André Silver Konan et Assalé Tiémoko Antoine à propos des vidéos de 2002: «Ouattara et le RHDP ont échoué à construire une Nation… Arrêtons de jouer avec la vie des gens…»
Des vidéos circulent sur les réseaux sociaux avec des témoignages douloureux de personnes affectées par la rébellion de 2002. Ces vidéos n’ont pas laissé indifférents les journalistes-critiques ivoiriens dont André Silver Konan (Jeune Afrique) et Assalé Tiémoko Antoine (L’Eléphant déchainé), tous deux des activistes des réseaux sociaux en Côte d’Ivoire. Ils se sont exprimés sur leurs différentes pages facebook.
André Silver Konan : «Résumons. Quand chacun de son côté va participer à un film pour raconter son 19 septembre, des proches de Boga Doudou à ceux de Guéi, en passant par Marcellin Yacé, Dagrou Loula, Bédié, Gbagbo, Soro ; ça va donner quoi ? La réponse est simple : le renforcement de la haine entre Ivoiriens. Qu’un président de la République participe à un tel projet relatant une histoire personnelle, alors que son job devrait d’être d’écrire une histoire collective ; est tout simplement inquiétant dans un pays. Je répète : Ouattara et le RHDP ont échoué à construire une Nation !»
Assalé Tiémoko Antoine : « »La folie, c’est de répéter toujours la même chose et de s’attendre à un résultat différent », a dit Albert Einstein.

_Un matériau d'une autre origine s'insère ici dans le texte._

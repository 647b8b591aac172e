//! Single-instance run lock.
//!
//! A PID file created exclusively at the configured path. A live owner means
//! another run is in progress; a dead owner or unreadable contents mark the
//! file stale, in which case it is removed and acquisition retried once.
//! The file is removed when the [`RunLock`] is dropped.

use std::fs::{self, File, OpenOptions};
use std::io::{self, Write};
use std::path::{Path, PathBuf};

use thiserror::Error;
use tracing::{debug, warn};

/// Which file operation failed.
#[derive(Clone, Copy, Debug, PartialEq, Eq)]
pub enum LockOperation {
    /// Creating the PID file.
    Create,
    /// Reading an existing PID file.
    Read,
    /// Writing our PID.
    Write,
    /// Removing a stale PID file.
    Remove,
}

/// Errors raised while taking the run lock.
#[derive(Debug, Error)]
pub enum LockError {
    /// The lock path is a symlink.
    #[error("run lock path is a symlink: {path:?}")]
    Symlink {
        /// Offending path.
        path: PathBuf,
    },
    /// The file reappeared after a stale lock was removed.
    #[error("run lock at {path:?} was taken over by another process")]
    Contended {
        /// Lock path.
        path: PathBuf,
    },
    /// Filesystem error.
    #[error("io error while {operation:?} {path:?}: {source}")]
    Io {
        /// Lock path.
        path: PathBuf,
        /// What was attempted.
        operation: LockOperation,
        /// Underlying error.
        #[source]
        source: io::Error,
    },
}

/// Result of trying to take the lock.
#[derive(Debug)]
pub enum LockOutcome {
    /// The lock is ours until the guard drops.
    Acquired(RunLock),
    /// Another live process holds it.
    Held {
        /// Owner PID.
        pid: u32,
    },
}

/// Guard for the PID file.
#[derive(Debug)]
pub struct RunLock {
    path: PathBuf,
    pid: u32,
    released: bool,
}

impl RunLock {
    /// Take the lock at `path`.
    pub fn acquire(path: &Path) -> Result<LockOutcome, LockError> {
        reject_symlink(path)?;
        if let Some(lock) = Self::try_create(path)? {
            return Ok(LockOutcome::Acquired(lock));
        }

        match read_owner(path)? {
            Some(pid) if pid_is_alive(pid) => return Ok(LockOutcome::Held { pid }),
            Some(pid) => warn!(pid, "removing stale run lock {}", path.display()),
            None => warn!("removing unreadable run lock {}", path.display()),
        }
        match fs::remove_file(path) {
            Ok(()) => {}
            Err(e) if e.kind() == io::ErrorKind::NotFound => {}
            Err(source) => {
                return Err(LockError::Io {
                    path: path.to_path_buf(),
                    operation: LockOperation::Remove,
                    source,
                })
            }
        }

        match Self::try_create(path)? {
            Some(lock) => Ok(LockOutcome::Acquired(lock)),
            None => match read_owner(path)? {
                Some(pid) if pid_is_alive(pid) => Ok(LockOutcome::Held { pid }),
                _ => Err(LockError::Contended {
                    path: path.to_path_buf(),
                }),
            },
        }
    }

    fn try_create(path: &Path) -> Result<Option<Self>, LockError> {
        let mut file = match open_new_lock_file(path) {
            Ok(file) => file,
            Err(e) if e.kind() == io::ErrorKind::AlreadyExists => return Ok(None),
            Err(source) => {
                return Err(LockError::Io {
                    path: path.to_path_buf(),
                    operation: LockOperation::Create,
                    source,
                })
            }
        };
        let pid = std::process::id();
        let lock = Self {
            path: path.to_path_buf(),
            pid,
            released: false,
        };
        writeln!(file, "{}", pid)
            .and_then(|_| file.sync_all())
            .map_err(|source| LockError::Io {
                path: path.to_path_buf(),
                operation: LockOperation::Write,
                source,
            })?;
        debug!(pid, "acquired run lock {}", path.display());
        Ok(Some(lock))
    }

    /// Lock file path.
    pub fn path(&self) -> &Path {
        &self.path
    }

    /// PID written to the lock file.
    pub fn pid(&self) -> u32 {
        self.pid
    }

    /// Remove the lock file now.
    pub fn release(mut self) -> Result<(), LockError> {
        self.released = true;
        fs::remove_file(&self.path).map_err(|source| LockError::Io {
            path: self.path.clone(),
            operation: LockOperation::Remove,
            source,
        })
    }
}

impl Drop for RunLock {
    fn drop(&mut self) {
        if !self.released {
            let _ = fs::remove_file(&self.path);
        }
    }
}

fn open_new_lock_file(path: &Path) -> io::Result<File> {
    let mut options = OpenOptions::new();
    options.write(true).create_new(true);
    #[cfg(unix)]
    {
        use std::os::unix::fs::OpenOptionsExt;
        options.mode(0o644);
    }
    options.open(path)
}

fn reject_symlink(path: &Path) -> Result<(), LockError> {
    match fs::symlink_metadata(path) {
        Ok(meta) if meta.file_type().is_symlink() => Err(LockError::Symlink {
            path: path.to_path_buf(),
        }),
        _ => Ok(()),
    }
}

/// Owner PID recorded in `path`; `None` when the contents are not a PID.
fn read_owner(path: &Path) -> Result<Option<u32>, LockError> {
    match fs::read_to_string(path) {
        Ok(contents) => Ok(contents.trim().parse::<u32>().ok().filter(|pid| *pid > 0)),
        Err(e) if e.kind() == io::ErrorKind::NotFound => Ok(None),
        Err(source) => Err(LockError::Io {
            path: path.to_path_buf(),
            operation: LockOperation::Read,
            source,
        }),
    }
}

/// Whether a process with `pid` exists. EPERM means it exists under another user.
pub fn pid_is_alive(pid: u32) -> bool {
    let Ok(raw) = libc::pid_t::try_from(pid) else {
        return false;
    };
    if raw <= 0 {
        return false;
    }
    // SAFETY: signal 0 performs only the existence and permission check.
    let rc = unsafe { libc::kill(raw, 0) };
    rc == 0 || io::Error::last_os_error().raw_os_error() == Some(libc::EPERM)
}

Je viens de voir, à mon corps défendant, en raison de ma profession, un documentaire dont beaucoup parlaient hier nuit. Je pensais qu’il avait été diffusé sur les antennes de la RTI, mais il semble que, pour le moment, il ne soit disponible que sur les réseaux sociaux.
Que les dirigeants du Rdr aient jugé nécessaire de se remémorer, en témoignant devant une caméra, des moments pénibles qu’ils ont vécus en une période de feu (tentative de renversement des institutions de la république le 19 septembre 2002), cela peut s’entendre. Chaque camp de la belligérance en Côte d’Ivoire est libre de donner sa version des faits d’une période précise, dans un film réalisé pour donner écho à sa version.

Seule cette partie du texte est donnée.